Task data
- Opening Delimiter -

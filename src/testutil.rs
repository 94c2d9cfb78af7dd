// Copyright (C) 2019  Braiins Systems s.r.o.
//
// This file is part of Braiins Open-Source Initiative (BOSI).
//
// BOSI is free software: you can redistribute it and/or modify
// it under the terms of the GNU General Public License as published by
// the Free Software Foundation, either version 3 of the License, or
// (at your option) any later version.
//
// This program is distributed in the hope that it will be useful,
// but WITHOUT ANY WARRANTY; without even the implied warranty of
// MERCHANTABILITY or FITNESS FOR A PARTICULAR PURPOSE.  See the
// GNU General Public License for more details.
//
// You should have received a copy of the GNU General Public License
// along with this program.  If not, see <https://www.gnu.org/licenses/>.
//
// Please, keep in mind that we may also license BOSI or any part thereof
// under a proprietary license. For more information on the terms and conditions
// of such proprietary license or if you have any other questions, please
// contact us at opensource@braiins.com.

//! Shared test doubles for the collaborator traits (component C9/C13). Kept as an
//! ordinary (non-`#[cfg(test)]`) module, the same way `ii-cgminer-api` keeps its
//! `test` support module available to both unit tests and integration tests.

use std::collections::HashSet;
use std::sync::Mutex;

use async_trait::async_trait;

use crate::collaborators::{Backend, BlockRecord, Policy, ShareRecord, Upstream};
use crate::error::Result;
use crate::template::Work;

/// A `Policy` that never blacklists anyone, never rate-limits, and ignores
/// malformed-share reports.
pub struct AllowAllPolicy;

#[async_trait]
impl Policy for AllowAllPolicy {
    async fn is_blacklisted(&self, _login: &str) -> bool {
        false
    }

    async fn apply_malformed_policy(&self, _ip: &str) {}

    async fn apply_share_policy(&self, _ip: &str, _was_valid: bool) -> bool {
        true
    }
}

/// A `Policy` that blacklists one fixed login, for testing the rejection path.
pub struct BlacklistOne(pub String);

#[async_trait]
impl Policy for BlacklistOne {
    async fn is_blacklisted(&self, login: &str) -> bool {
        login == self.0
    }

    async fn apply_malformed_policy(&self, _ip: &str) {}

    async fn apply_share_policy(&self, _ip: &str, _was_valid: bool) -> bool {
        true
    }
}

/// An in-memory `Upstream` that serves a fixed, swappable work tuple and always
/// accepts submissions.
pub struct MemoryUpstream {
    work: Mutex<Work>,
    pub accept_submissions: bool,
}

impl MemoryUpstream {
    pub fn new(work: Work) -> Self {
        Self {
            work: Mutex::new(work),
            accept_submissions: true,
        }
    }

    pub fn set_work(&self, work: Work) {
        *self.work.lock().expect("memory upstream lock poisoned") = work;
    }
}

#[async_trait]
impl Upstream for MemoryUpstream {
    async fn get_work(&self) -> Result<Work> {
        Ok(self.work.lock().expect("memory upstream lock poisoned").clone())
    }

    async fn submit_work(&self, _nonce: &str, _header: &str, _mix_digest: &str) -> Result<bool> {
        Ok(self.accept_submissions)
    }
}

/// An in-memory `Backend`: records shares/blocks in `Vec`s and tracks seen block
/// hashes for duplicate detection, mirroring the Redis-backed original closely
/// enough for unit tests.
#[derive(Default)]
pub struct MemoryBackend {
    pub shares: Mutex<Vec<ShareRecord>>,
    pub blocks: Mutex<Vec<BlockRecord>>,
    known_hashes: Mutex<HashSet<String>>,
}

impl MemoryBackend {
    pub fn new() -> Self {
        Self::default()
    }
}

#[async_trait]
impl Backend for MemoryBackend {
    async fn write_share(&self, share: ShareRecord) -> Result<()> {
        self.shares.lock().expect("memory backend lock poisoned").push(share);
        Ok(())
    }

    async fn write_block(&self, block: BlockRecord) -> Result<()> {
        self.known_hashes
            .lock()
            .expect("memory backend lock poisoned")
            .insert(block.hash.clone());
        self.blocks.lock().expect("memory backend lock poisoned").push(block);
        Ok(())
    }

    async fn is_known_block(&self, hash: &str) -> Result<bool> {
        Ok(self
            .known_hashes
            .lock()
            .expect("memory backend lock poisoned")
            .contains(hash))
    }
}

/// An `EthashVerifier` double whose verdict is fixed at construction time —
/// either "valid, with this mix digest" or "invalid" — so share-pipeline tests
/// don't need a real DAG.
pub struct FakeEthashVerifier {
    pub mix_digest: Option<Vec<u8>>,
    pub result: Option<Vec<u8>>,
}

impl FakeEthashVerifier {
    pub fn valid(mix_digest: Vec<u8>, result: Vec<u8>) -> Self {
        Self {
            mix_digest: Some(mix_digest),
            result: Some(result),
        }
    }

    pub fn invalid() -> Self {
        Self {
            mix_digest: None,
            result: None,
        }
    }
}

impl crate::collaborators::EthashVerifier for FakeEthashVerifier {
    fn verify(&self, _header: &[u8], _height: u64, _nonce: u64) -> Option<(Vec<u8>, Vec<u8>)> {
        match (&self.mix_digest, &self.result) {
            (Some(mix), Some(result)) => Some((mix.clone(), result.clone())),
            _ => None,
        }
    }
}

pub fn sample_work(header: &str, height: u64, diff: f64) -> Work {
    Work {
        header: header.to_string(),
        seed: "0x".to_string() + &"ab".repeat(32),
        target_hex: crate::numeric::target_hex_for_diff(diff).expect("valid sample diff"),
        height_hex: crate::numeric::format_height_hex(height),
    }
}
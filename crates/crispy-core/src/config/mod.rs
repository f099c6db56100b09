//! Configuration system.
//!
//! A configuration file is C source compiled into a shared object through
//! the same backend and cache as scripts. Its `crispy_config_init` entry
//! point receives an opaque [`ConfigContext`] pointer and shapes the run:
//! default and override compiler flags, plugins to auto-load, plugin
//! data, mode flags, the cache directory, and even the script argv.

mod context;
mod loader;

pub use context::ConfigContext;
pub use loader::{compile_and_load, config_disabled, find_config_file};

// The C-visible context API is exported so config artifacts can resolve
// it from the host process.
pub use context::{
    crispy_config_context_add_flags, crispy_config_context_add_plugin,
    crispy_config_context_append_extra_flags, crispy_config_context_append_override_flags,
    crispy_config_context_get_crispy_argc, crispy_config_context_get_crispy_argv,
    crispy_config_context_get_script_argc, crispy_config_context_get_script_argv,
    crispy_config_context_get_script_path, crispy_config_context_set_cache_dir,
    crispy_config_context_set_extra_flags, crispy_config_context_set_flags,
    crispy_config_context_set_override_flags, crispy_config_context_set_plugin_data,
    crispy_config_context_set_script_argv,
};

- Closing Delimiter -

Action item
Among the records, find each line where the word "numeric" occurs, and copy it.

Result for this exercise
        target_hex: crate::numeric::target_hex_for_diff(diff).expect("valid sample diff"),
        height_hex: crate::numeric::format_height_hex(height),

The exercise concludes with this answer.